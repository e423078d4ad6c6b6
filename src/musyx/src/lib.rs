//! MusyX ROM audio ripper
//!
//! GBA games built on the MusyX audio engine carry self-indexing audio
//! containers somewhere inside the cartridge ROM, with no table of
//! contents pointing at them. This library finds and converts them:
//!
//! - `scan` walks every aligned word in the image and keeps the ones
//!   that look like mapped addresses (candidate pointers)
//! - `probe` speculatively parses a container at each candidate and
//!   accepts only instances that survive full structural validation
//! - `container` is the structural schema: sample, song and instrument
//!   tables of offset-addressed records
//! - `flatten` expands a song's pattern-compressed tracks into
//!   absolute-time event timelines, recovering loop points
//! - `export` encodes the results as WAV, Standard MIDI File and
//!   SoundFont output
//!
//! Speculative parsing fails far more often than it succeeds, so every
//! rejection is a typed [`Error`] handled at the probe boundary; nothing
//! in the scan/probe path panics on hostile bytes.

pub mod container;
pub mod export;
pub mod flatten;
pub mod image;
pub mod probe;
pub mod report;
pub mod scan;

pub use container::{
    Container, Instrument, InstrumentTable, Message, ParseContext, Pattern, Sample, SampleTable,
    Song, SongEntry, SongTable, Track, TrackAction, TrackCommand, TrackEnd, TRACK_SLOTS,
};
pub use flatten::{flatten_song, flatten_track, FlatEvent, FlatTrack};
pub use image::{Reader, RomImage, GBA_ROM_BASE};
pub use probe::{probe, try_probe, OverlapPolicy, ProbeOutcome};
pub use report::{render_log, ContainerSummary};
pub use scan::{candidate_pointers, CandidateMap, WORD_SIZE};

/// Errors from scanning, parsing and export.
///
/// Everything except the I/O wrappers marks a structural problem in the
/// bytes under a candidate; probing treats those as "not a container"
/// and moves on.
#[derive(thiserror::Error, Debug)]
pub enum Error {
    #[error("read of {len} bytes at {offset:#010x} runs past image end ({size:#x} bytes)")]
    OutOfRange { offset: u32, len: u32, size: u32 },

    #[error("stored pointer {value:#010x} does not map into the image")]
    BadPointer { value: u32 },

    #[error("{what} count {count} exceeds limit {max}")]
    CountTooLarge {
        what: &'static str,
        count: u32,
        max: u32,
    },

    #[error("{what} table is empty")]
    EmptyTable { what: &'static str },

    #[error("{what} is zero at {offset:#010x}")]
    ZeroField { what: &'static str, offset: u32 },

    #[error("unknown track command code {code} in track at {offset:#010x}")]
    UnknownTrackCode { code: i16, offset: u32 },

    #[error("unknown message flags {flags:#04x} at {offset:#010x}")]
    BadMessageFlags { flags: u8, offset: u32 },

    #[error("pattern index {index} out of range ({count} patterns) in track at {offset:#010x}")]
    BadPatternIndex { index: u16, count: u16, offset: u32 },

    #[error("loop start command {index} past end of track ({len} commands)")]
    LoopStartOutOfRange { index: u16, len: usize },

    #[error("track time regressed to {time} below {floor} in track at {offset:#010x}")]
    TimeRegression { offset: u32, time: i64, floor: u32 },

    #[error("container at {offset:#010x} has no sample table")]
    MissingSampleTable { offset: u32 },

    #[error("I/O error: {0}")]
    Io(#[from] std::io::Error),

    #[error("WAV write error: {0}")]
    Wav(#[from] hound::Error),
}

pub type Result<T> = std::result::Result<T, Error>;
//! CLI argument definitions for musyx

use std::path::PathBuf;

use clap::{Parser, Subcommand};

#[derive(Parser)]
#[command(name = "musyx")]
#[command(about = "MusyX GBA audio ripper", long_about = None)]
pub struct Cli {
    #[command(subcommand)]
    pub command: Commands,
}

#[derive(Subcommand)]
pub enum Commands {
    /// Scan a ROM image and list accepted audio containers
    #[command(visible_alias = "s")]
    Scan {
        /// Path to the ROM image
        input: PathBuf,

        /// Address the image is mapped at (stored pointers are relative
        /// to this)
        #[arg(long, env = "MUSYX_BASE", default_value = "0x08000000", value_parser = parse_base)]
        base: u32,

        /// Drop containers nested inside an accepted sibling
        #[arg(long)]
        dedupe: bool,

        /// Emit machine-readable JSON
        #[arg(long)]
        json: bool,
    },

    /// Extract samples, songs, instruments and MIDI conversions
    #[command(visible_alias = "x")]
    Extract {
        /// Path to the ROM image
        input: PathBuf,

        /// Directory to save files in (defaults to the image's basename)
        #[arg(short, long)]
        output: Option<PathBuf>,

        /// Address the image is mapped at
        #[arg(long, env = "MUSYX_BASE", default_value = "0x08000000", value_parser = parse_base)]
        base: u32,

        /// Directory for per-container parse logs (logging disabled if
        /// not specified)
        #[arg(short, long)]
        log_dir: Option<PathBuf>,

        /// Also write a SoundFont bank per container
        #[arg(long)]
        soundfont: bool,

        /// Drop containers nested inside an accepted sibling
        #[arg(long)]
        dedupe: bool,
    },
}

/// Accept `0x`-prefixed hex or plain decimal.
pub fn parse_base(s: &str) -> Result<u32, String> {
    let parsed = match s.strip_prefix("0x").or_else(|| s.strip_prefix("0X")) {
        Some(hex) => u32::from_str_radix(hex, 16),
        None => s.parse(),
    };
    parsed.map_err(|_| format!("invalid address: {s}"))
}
::::::
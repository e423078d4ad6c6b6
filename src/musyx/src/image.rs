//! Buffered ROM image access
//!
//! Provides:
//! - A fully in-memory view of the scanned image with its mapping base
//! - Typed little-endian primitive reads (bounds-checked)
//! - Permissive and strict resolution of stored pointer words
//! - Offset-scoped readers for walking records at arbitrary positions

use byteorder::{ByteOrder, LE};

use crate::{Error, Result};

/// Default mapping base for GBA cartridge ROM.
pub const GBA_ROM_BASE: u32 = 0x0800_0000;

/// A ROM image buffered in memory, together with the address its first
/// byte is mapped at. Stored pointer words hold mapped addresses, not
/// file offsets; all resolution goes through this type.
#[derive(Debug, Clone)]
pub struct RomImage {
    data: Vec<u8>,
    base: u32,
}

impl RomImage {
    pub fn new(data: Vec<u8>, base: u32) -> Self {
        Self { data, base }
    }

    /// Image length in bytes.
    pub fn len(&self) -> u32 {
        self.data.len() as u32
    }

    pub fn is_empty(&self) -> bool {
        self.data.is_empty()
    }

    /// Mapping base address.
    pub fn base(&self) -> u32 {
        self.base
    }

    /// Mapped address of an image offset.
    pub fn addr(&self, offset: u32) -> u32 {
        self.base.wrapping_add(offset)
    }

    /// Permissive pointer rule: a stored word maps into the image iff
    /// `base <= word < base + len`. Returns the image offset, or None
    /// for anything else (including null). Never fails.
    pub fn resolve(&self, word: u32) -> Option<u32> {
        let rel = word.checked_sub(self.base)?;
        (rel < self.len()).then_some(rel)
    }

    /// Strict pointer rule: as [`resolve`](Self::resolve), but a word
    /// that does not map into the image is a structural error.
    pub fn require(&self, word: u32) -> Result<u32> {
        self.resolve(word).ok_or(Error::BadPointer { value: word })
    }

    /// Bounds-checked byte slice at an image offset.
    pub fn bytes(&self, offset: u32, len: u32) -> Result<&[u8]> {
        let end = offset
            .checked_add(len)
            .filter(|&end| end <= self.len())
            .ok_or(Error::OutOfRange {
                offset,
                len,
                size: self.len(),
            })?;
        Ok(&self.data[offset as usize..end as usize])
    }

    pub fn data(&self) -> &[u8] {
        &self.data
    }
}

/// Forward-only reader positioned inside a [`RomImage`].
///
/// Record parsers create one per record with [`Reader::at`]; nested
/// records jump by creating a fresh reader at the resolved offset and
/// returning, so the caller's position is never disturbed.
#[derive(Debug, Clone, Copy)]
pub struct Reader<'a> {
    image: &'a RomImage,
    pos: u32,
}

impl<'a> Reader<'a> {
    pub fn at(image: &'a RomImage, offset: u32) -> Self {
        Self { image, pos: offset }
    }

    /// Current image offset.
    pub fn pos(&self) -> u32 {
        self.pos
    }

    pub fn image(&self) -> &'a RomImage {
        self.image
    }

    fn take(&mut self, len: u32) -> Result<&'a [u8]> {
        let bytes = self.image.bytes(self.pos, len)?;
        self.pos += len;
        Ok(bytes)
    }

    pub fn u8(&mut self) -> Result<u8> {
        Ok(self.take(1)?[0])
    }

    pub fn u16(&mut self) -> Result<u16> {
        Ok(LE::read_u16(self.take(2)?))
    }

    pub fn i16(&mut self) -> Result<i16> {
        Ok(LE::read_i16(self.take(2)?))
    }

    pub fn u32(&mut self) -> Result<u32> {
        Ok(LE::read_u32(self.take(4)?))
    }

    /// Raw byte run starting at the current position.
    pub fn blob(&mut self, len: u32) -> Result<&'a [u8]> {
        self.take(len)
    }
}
::::::
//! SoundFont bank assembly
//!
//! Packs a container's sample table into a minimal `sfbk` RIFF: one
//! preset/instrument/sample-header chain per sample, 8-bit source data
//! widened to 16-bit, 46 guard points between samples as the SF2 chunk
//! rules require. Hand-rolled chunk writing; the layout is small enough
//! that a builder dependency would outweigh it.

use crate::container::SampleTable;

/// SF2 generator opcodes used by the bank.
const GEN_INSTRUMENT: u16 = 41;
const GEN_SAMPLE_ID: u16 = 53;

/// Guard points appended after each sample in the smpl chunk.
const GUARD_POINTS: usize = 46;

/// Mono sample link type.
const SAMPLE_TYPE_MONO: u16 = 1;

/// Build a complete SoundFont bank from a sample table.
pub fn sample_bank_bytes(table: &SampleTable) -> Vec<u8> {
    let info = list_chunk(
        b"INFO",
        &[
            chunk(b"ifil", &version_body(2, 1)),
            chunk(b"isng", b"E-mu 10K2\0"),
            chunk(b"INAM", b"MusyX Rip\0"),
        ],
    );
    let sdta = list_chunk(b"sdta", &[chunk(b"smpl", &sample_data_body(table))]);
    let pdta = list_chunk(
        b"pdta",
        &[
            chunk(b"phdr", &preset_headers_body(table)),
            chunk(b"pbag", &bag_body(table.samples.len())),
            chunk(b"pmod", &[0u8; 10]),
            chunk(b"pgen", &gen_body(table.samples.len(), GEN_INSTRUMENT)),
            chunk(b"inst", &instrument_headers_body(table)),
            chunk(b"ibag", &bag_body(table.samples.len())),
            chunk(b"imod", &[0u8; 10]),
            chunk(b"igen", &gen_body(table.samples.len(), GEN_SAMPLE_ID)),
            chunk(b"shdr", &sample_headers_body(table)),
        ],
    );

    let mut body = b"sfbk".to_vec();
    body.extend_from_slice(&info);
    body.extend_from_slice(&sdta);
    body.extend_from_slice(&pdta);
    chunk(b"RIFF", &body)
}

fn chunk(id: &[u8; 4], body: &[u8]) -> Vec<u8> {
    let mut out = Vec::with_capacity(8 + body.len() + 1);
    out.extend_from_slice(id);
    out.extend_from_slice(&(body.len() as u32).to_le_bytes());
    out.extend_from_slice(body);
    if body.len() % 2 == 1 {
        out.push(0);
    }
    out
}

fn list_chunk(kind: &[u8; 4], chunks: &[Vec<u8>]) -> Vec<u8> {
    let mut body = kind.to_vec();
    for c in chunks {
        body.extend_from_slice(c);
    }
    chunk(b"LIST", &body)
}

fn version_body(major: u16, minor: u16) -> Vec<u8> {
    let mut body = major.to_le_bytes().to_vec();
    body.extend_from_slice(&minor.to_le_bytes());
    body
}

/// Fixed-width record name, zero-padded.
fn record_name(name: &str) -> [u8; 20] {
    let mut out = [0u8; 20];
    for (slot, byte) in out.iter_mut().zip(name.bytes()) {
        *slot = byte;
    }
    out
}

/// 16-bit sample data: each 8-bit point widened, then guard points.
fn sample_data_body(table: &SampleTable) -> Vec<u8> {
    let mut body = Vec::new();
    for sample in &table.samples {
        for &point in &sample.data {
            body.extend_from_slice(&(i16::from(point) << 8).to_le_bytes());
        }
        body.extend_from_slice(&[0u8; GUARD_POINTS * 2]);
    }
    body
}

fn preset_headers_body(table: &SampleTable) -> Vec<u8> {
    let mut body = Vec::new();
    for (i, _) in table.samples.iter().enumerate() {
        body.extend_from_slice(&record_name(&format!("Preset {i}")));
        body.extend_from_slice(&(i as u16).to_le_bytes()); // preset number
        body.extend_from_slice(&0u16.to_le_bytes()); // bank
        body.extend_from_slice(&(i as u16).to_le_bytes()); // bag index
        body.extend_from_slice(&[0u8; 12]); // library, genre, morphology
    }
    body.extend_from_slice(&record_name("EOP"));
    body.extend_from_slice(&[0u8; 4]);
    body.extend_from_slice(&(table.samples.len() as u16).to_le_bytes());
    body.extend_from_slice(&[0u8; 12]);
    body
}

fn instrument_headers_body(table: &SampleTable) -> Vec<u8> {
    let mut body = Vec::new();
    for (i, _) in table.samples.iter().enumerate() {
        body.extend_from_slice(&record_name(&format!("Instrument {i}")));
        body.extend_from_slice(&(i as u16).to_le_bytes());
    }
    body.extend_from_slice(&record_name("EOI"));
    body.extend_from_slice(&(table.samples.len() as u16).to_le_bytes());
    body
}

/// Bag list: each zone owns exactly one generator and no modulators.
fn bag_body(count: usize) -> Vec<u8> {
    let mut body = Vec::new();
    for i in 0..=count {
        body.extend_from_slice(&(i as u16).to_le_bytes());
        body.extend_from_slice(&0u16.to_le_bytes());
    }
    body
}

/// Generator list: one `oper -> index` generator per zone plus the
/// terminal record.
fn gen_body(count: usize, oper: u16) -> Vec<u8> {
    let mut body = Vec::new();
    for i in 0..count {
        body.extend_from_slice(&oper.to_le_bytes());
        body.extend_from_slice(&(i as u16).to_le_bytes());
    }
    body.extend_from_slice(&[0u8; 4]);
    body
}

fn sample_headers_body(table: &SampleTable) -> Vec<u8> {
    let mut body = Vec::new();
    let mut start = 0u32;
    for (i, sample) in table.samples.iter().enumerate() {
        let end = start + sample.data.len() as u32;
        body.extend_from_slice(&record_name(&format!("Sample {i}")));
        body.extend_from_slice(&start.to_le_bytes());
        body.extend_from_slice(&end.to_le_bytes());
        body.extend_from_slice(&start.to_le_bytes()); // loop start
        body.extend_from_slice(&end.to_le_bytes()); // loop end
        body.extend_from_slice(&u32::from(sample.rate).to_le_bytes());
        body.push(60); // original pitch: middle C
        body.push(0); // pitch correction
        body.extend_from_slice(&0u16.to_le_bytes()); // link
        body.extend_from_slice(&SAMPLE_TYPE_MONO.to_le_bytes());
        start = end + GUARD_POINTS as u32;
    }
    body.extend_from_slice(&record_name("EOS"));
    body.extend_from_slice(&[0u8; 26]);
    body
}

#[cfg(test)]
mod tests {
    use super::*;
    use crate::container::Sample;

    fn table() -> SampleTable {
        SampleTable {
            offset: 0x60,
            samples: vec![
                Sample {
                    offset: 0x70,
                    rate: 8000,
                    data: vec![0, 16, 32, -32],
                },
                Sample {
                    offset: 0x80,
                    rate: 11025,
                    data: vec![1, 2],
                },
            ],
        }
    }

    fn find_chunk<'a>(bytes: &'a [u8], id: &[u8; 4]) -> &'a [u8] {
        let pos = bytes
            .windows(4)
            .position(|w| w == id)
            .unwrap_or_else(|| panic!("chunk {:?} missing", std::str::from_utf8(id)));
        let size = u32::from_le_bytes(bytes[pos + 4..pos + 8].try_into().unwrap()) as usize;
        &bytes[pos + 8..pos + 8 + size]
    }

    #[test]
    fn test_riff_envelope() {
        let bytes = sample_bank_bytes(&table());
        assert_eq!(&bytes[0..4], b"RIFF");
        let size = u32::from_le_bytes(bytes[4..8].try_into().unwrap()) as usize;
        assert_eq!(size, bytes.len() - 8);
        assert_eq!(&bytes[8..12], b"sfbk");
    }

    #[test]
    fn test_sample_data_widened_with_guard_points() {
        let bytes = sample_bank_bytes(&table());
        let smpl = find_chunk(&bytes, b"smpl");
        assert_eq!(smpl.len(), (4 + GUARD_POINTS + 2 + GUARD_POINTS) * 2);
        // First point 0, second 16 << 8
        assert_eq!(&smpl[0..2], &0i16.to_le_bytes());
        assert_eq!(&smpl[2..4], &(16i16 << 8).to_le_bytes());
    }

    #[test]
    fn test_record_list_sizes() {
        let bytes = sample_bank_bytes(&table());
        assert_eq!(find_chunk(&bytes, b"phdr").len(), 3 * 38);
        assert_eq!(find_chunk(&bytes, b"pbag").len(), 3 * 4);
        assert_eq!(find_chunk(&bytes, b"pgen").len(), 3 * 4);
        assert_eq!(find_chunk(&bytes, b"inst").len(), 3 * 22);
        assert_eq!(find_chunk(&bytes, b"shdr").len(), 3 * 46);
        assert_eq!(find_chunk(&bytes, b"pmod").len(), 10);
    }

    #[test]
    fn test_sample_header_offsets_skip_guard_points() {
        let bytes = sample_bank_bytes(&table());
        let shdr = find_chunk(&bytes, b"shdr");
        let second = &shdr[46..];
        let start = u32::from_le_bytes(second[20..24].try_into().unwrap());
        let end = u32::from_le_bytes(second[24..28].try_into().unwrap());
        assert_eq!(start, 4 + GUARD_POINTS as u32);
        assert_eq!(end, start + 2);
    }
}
::::::
■ DIRECTIONS FOR THIS TASK
If a line above holds "require", count it; say how many such lines there are and nothing else.

■ ANSWER TO THIS PROBLEM
2